The positive outlook for the global economy is fueling investments in several sectors of the economy including energy. The public and private sector investments, international trade and favorable employment figures are boosting the overall spending in the global markets.

The investments in capital-intensive projects and usage-intensive sectors such as energy are on the upswing, and nuclear energy is not different.

The International Monetary Fund in its World Economic Outlook Report released in October 2017 says the global growth forecast for 2017 and 2018 is 3.7 percent and3.8 percent, respectively. “Notable pickups in investment, trade, and industrial production, coupled with strengthening business and consumer confidence, are supporting the recovery.

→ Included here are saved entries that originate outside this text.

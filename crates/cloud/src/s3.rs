//! S3-backed storage provider.

use async_trait::async_trait;
use aws_sdk_s3::primitives::ByteStream;

use crate::provider::{StorageError, StorageProvider};

/// Configuration for the S3 provider.
#[derive(Debug, Clone)]
pub struct S3Config {
    /// Bucket that receives transformed outputs.
    pub bucket: String,
    /// Public base URL for uploaded objects, e.g. a CDN domain in front
    /// of the bucket. The object key is appended to this.
    pub public_base_url: String,
}

/// Uploads outputs to S3 and returns CDN-facing URLs.
pub struct S3Provider {
    client: aws_sdk_s3::Client,
    config: S3Config,
}

impl S3Provider {
    /// Build a provider from the ambient AWS environment (credentials,
    /// region) and the given bucket configuration.
    pub async fn from_env(config: S3Config) -> Result<Self, StorageError> {
        if config.bucket.is_empty() {
            return Err(StorageError::Configuration(
                "S3 bucket must not be empty".to_string(),
            ));
        }
        let sdk_config = aws_config::load_from_env().await;
        Ok(Self {
            client: aws_sdk_s3::Client::new(&sdk_config),
            config,
        })
    }

    /// Build a provider around an existing SDK client (tests, custom
    /// endpoints).
    pub fn with_client(client: aws_sdk_s3::Client, config: S3Config) -> Self {
        Self { client, config }
    }
}

#[async_trait]
impl StorageProvider for S3Provider {
    async fn upload(
        &self,
        bytes: &[u8],
        path: &str,
        content_type: &str,
    ) -> Result<String, StorageError> {
        self.client
            .put_object()
            .bucket(&self.config.bucket)
            .key(path)
            .content_type(content_type)
            .body(ByteStream::from(bytes.to_vec()))
            .send()
            .await
            .map_err(|e| StorageError::Upload(format!("S3 put_object failed: {e}")))?;

        tracing::debug!(
            bucket = %self.config.bucket,
            key = %path,
            size = bytes.len(),
            "Uploaded output object",
        );

        Ok(format!(
            "{}/{}",
            self.config.public_base_url.trim_end_matches('/'),
            path
        ))
    }
}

With growth outcomes in the first half of 2017 generally stronger than expected, upward revisions to growth are broad-based, including for the euro area, Japan, China, emerging Europe, and Russia. These more than offset downward revisions for the United States, the United Kingdom, and India,” says IMF.

About the energy sector, the IMF says while energy prices are expected to increase modestly because of growing demand in emerging markets, food prices are expected to fall moderately as some supply disruptions wane.  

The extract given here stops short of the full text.